What you should do
Find the lines below that contain the string "least". Copy each one.

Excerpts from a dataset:
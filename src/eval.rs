//! Scoring predicted relations against a gold standard.
//!
//! Set-based precision/recall/F1 over `(chemical, disease)` identifier
//! pairs. Because gold identifiers can be compound and noisy, a prediction
//! matches a gold relation when the identifier sets intersect on both sides
//! ([`GoldRelation::matches_pair`]); that predicate is not transitive, so
//! matching is done with explicit linear scans on both sides of the
//! comparison rather than hash-set intersection.

use crate::paper::Paper;
use crate::relation::{GoldRelation, RelationPair};
use serde::{Deserialize, Serialize};
use std::collections::BTreeSet;

/// True/false positive and false negative counts for relation scoring.
#[derive(Debug, Clone, Copy, Default, PartialEq, Eq, Serialize, Deserialize)]
pub struct RelationCounts {
    /// Predicted pairs matching at least one gold relation.
    pub true_pos: usize,
    /// Predicted pairs matching no gold relation.
    pub false_pos: usize,
    /// Gold relations matched by no predicted pair.
    pub false_neg: usize,
}

impl RelationCounts {
    /// Precision: `tp / (tp + fp)`. Zero when nothing was predicted.
    #[must_use]
    pub fn precision(&self) -> f64 {
        ratio(self.true_pos, self.true_pos + self.false_pos)
    }

    /// Recall: `tp / (tp + fn)`. Zero when the gold set is empty.
    #[must_use]
    pub fn recall(&self) -> f64 {
        ratio(self.true_pos, self.true_pos + self.false_neg)
    }

    /// Harmonic mean of precision and recall.
    #[must_use]
    pub fn f1(&self) -> f64 {
        let p = self.precision();
        let r = self.recall();
        if p + r == 0.0 {
            return 0.0;
        }
        2.0 * p * r / (p + r)
    }

    /// Accumulate counts from another paper or batch.
    pub fn merge(&mut self, other: &RelationCounts) {
        self.true_pos += other.true_pos;
        self.false_pos += other.false_pos;
        self.false_neg += other.false_neg;
    }

    /// Summary with the derived metrics materialized.
    #[must_use]
    pub fn summary(&self) -> RelationScoreSummary {
        RelationScoreSummary {
            precision: self.precision(),
            recall: self.recall(),
            f1: self.f1(),
            counts: *self,
        }
    }
}

fn ratio(numerator: usize, denominator: usize) -> f64 {
    if denominator == 0 {
        return 0.0;
    }
    numerator as f64 / denominator as f64
}

/// Materialized precision/recall/F1 with the underlying counts.
#[derive(Debug, Clone, Copy, Default, PartialEq, Serialize, Deserialize)]
pub struct RelationScoreSummary {
    /// Precision over predicted pairs.
    pub precision: f64,
    /// Recall over gold relations.
    pub recall: f64,
    /// Harmonic mean of the two.
    pub f1: f64,
    /// The raw counts.
    pub counts: RelationCounts,
}

/// Score a predicted pair set against one paper's gold relations.
///
/// True positives are counted on the prediction side and false negatives on
/// the gold side; with intersection matching these are not mirror images of
/// each other, which is the intended behavior for compound gold ids.
#[must_use]
pub fn evaluate_relations(
    gold: &[GoldRelation],
    predicted: &BTreeSet<RelationPair>,
) -> RelationCounts {
    let mut counts = RelationCounts::default();
    for pair in predicted {
        if gold.iter().any(|g| g.matches_pair(pair)) {
            counts.true_pos += 1;
        } else {
            counts.false_pos += 1;
        }
    }
    for relation in gold {
        if !predicted.iter().any(|pair| relation.matches_pair(pair)) {
            counts.false_neg += 1;
        }
    }
    counts
}

/// Score a batch of papers, taking each paper's CID set as its prediction.
#[must_use]
pub fn evaluate_papers(papers: &[Paper]) -> RelationCounts {
    let mut counts = RelationCounts::default();
    for paper in papers {
        let per_paper = evaluate_relations(paper.gold_relations(), paper.relations().cid());
        counts.merge(&per_paper);
    }
    counts
}

#[cfg(test)]
mod tests {
    use super::*;

    fn gold(pairs: &[(&str, &str)]) -> Vec<GoldRelation> {
        pairs
            .iter()
            .map(|(c, d)| GoldRelation::new(c, d).unwrap())
            .collect()
    }

    fn predicted(pairs: &[(&str, &str)]) -> BTreeSet<RelationPair> {
        pairs
            .iter()
            .map(|(c, d)| RelationPair::new(*c, *d))
            .collect()
    }

    #[test]
    fn test_perfect_prediction() {
        let g = gold(&[("D000001", "D000002"), ("D000003", "D000004")]);
        let p = predicted(&[("D000001", "D000002"), ("D000003", "D000004")]);
        let counts = evaluate_relations(&g, &p);
        assert_eq!(counts.true_pos, 2);
        assert_eq!(counts.false_pos, 0);
        assert_eq!(counts.false_neg, 0);
        assert_eq!(counts.precision(), 1.0);
        assert_eq!(counts.recall(), 1.0);
        assert_eq!(counts.f1(), 1.0);
    }

    #[test]
    fn test_empty_prediction() {
        let g = gold(&[("D000001", "D000002")]);
        let counts = evaluate_relations(&g, &BTreeSet::new());
        assert_eq!(counts.precision(), 0.0);
        assert_eq!(counts.recall(), 0.0);
        assert_eq!(counts.f1(), 0.0);
        assert_eq!(counts.false_neg, 1);
    }

    #[test]
    fn test_mixed_prediction() {
        let g = gold(&[("D000001", "D000002"), ("D000003", "D000004")]);
        let p = predicted(&[("D000001", "D000002"), ("D000009", "D000002")]);
        let counts = evaluate_relations(&g, &p);
        assert_eq!(counts.true_pos, 1);
        assert_eq!(counts.false_pos, 1);
        assert_eq!(counts.false_neg, 1);
        assert!((counts.precision() - 0.5).abs() < f64::EPSILON);
        assert!((counts.recall() - 0.5).abs() < f64::EPSILON);
        assert!((counts.f1() - 0.5).abs() < f64::EPSILON);
    }

    #[test]
    fn test_compound_gold_matches_on_any_alternate_id() {
        let g = vec![GoldRelation::new("D000001|C000009", "D000002").unwrap()];
        let p = predicted(&[("C000009", "D000002")]);
        let counts = evaluate_relations(&g, &p);
        assert_eq!(counts.true_pos, 1);
        assert_eq!(counts.false_neg, 0);
    }

    #[test]
    fn test_two_predictions_can_match_one_gold() {
        // Intersection matching is many-to-many on purpose: both alternates
        // count as true positives, and the gold relation is not missed.
        let g = vec![GoldRelation::new("D000001|C000009", "D000002").unwrap()];
        let p = predicted(&[("D000001", "D000002"), ("C000009", "D000002")]);
        let counts = evaluate_relations(&g, &p);
        assert_eq!(counts.true_pos, 2);
        assert_eq!(counts.false_pos, 0);
        assert_eq!(counts.false_neg, 0);
    }

    #[test]
    fn test_summary_roundtrips_through_serde() {
        let g = gold(&[("D000001", "D000002")]);
        let p = predicted(&[("D000001", "D000002")]);
        let summary = evaluate_relations(&g, &p).summary();
        let json = serde_json::to_string(&summary).unwrap();
        let restored: RelationScoreSummary = serde_json::from_str(&json).unwrap();
        assert_eq!(summary, restored);
    }
}
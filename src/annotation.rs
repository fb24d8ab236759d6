//! Concept mentions located in a paper's text.

use crate::error::{Error, Result};
use crate::ontology::ConceptIdentitySet;
use crate::span::TextSpan;
use serde::{Deserialize, Serialize};
use std::fmt;

/// The semantic type of a mention.
#[derive(Debug, Clone, Copy, PartialEq, Eq, Hash, PartialOrd, Ord, Serialize, Deserialize)]
pub enum AnnotationType {
    /// A chemical/drug mention.
    Chemical,
    /// A disease mention.
    Disease,
}

impl AnnotationType {
    /// Convert to the lower-case label used in PubTator records.
    #[must_use]
    pub fn as_label(&self) -> &str {
        match self {
            AnnotationType::Chemical => "chemical",
            AnnotationType::Disease => "disease",
        }
    }

    /// Parse from a PubTator semantic-type label (case-insensitive).
    ///
    /// # Errors
    ///
    /// Fails on anything other than "chemical" or "disease".
    pub fn from_label(label: &str) -> Result<Self> {
        match label.to_lowercase().as_str() {
            "chemical" => Ok(AnnotationType::Chemical),
            "disease" => Ok(AnnotationType::Disease),
            other => Err(Error::SemanticType(other.to_string())),
        }
    }
}

impl fmt::Display for AnnotationType {
    fn fmt(&self, f: &mut fmt::Formatter<'_>) -> fmt::Result {
        write!(f, "{}", self.as_label())
    }
}

/// A single mention of a chemical or disease concept, position-bound to the
/// paper's concatenated `"{title} {abstract}"` text.
///
/// The identity set is immutable except through [`Annotation::rebind_identity`],
/// which replaces it atomically. Acronym resolution is the only caller; there
/// is deliberately no way to edit individual identifiers in place, so a
/// retried resolution pass can never observe partially-updated state.
#[derive(Debug, Clone, PartialEq, Eq, Serialize, Deserialize)]
pub struct Annotation {
    span: TextSpan,
    stype: AnnotationType,
    identity: ConceptIdentitySet,
}

impl Annotation {
    /// Build an annotation from the raw fields of a parsed record.
    ///
    /// # Errors
    ///
    /// Fails if the identifier text, semantic type, or span offsets are
    /// malformed.
    pub fn new(
        identifier_text: &str,
        semantic_type: &str,
        mention_text: &str,
        start: usize,
        stop: usize,
    ) -> Result<Self> {
        Ok(Self {
            span: TextSpan::new(mention_text, start, stop)?,
            stype: AnnotationType::from_label(semantic_type)?,
            identity: ConceptIdentitySet::parse_compound(identifier_text)?,
        })
    }

    /// Build from already-validated parts.
    #[must_use]
    pub fn from_parts(span: TextSpan, stype: AnnotationType, identity: ConceptIdentitySet) -> Self {
        Self {
            span,
            stype,
            identity,
        }
    }

    /// The mention's span.
    #[must_use]
    pub fn span(&self) -> &TextSpan {
        &self.span
    }

    /// The mention's literal text.
    #[must_use]
    pub fn text(&self) -> &str {
        self.span.text()
    }

    /// Start offset (characters, inclusive).
    #[must_use]
    pub fn start(&self) -> usize {
        self.span.start()
    }

    /// Stop offset (characters, exclusive).
    #[must_use]
    pub fn stop(&self) -> usize {
        self.span.stop()
    }

    /// The mention's semantic type.
    #[must_use]
    pub fn stype(&self) -> AnnotationType {
        self.stype
    }

    /// The mention's concept identity.
    #[must_use]
    pub fn identity(&self) -> &ConceptIdentitySet {
        &self.identity
    }

    /// Whether the identity carries at least one MeSH identifier.
    #[must_use]
    pub fn has_mesh(&self) -> bool {
        self.identity.has_mesh()
    }

    /// Atomically replace the whole identity set.
    ///
    /// The single mutation point on an annotation, used by acronym
    /// resolution to propagate a definition's identity to its acronym
    /// occurrences.
    pub fn rebind_identity(&mut self, identity: ConceptIdentitySet) {
        self.identity = identity;
    }
}

impl fmt::Display for Annotation {
    fn fmt(&self, f: &mut fmt::Formatter<'_>) -> fmt::Result {
        write!(f, "{} {} ({})", self.stype, self.span, self.identity)
    }
}

#[cfg(test)]
mod tests {
    use super::*;

    #[test]
    fn test_annotation_from_record_fields() {
        let ann = Annotation::new("D002544|-1", "Chemical", "aspirin", 10, 17).unwrap();
        assert_eq!(ann.stype(), AnnotationType::Chemical);
        assert_eq!(ann.text(), "aspirin");
        assert!(ann.has_mesh());
        assert_eq!(ann.identity().len(), 2);
    }

    #[test]
    fn test_semantic_type_is_case_insensitive() {
        assert_eq!(
            AnnotationType::from_label("DISEASE").unwrap(),
            AnnotationType::Disease
        );
        assert!(AnnotationType::from_label("gene").is_err());
    }

    #[test]
    fn test_bad_span_rejected() {
        assert!(Annotation::new("D002544", "chemical", "aspirin", 17, 10).is_err());
        assert!(Annotation::new("D002544", "chemical", "aspirin", 10, 16).is_err());
    }

    #[test]
    fn test_rebind_identity_replaces_whole_set() {
        let mut ann = Annotation::new("-1", "disease", "ulcer", 0, 5).unwrap();
        assert!(!ann.has_mesh());

        let identity = ConceptIdentitySet::parse_compound("D013276").unwrap();
        ann.rebind_identity(identity.clone());
        assert!(ann.has_mesh());
        assert_eq!(ann.identity(), &identity);
    }
}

Written reply
    /// Predicted pairs matching at least one gold relation.
    /// Whether the identity carries at least one MeSH identifier.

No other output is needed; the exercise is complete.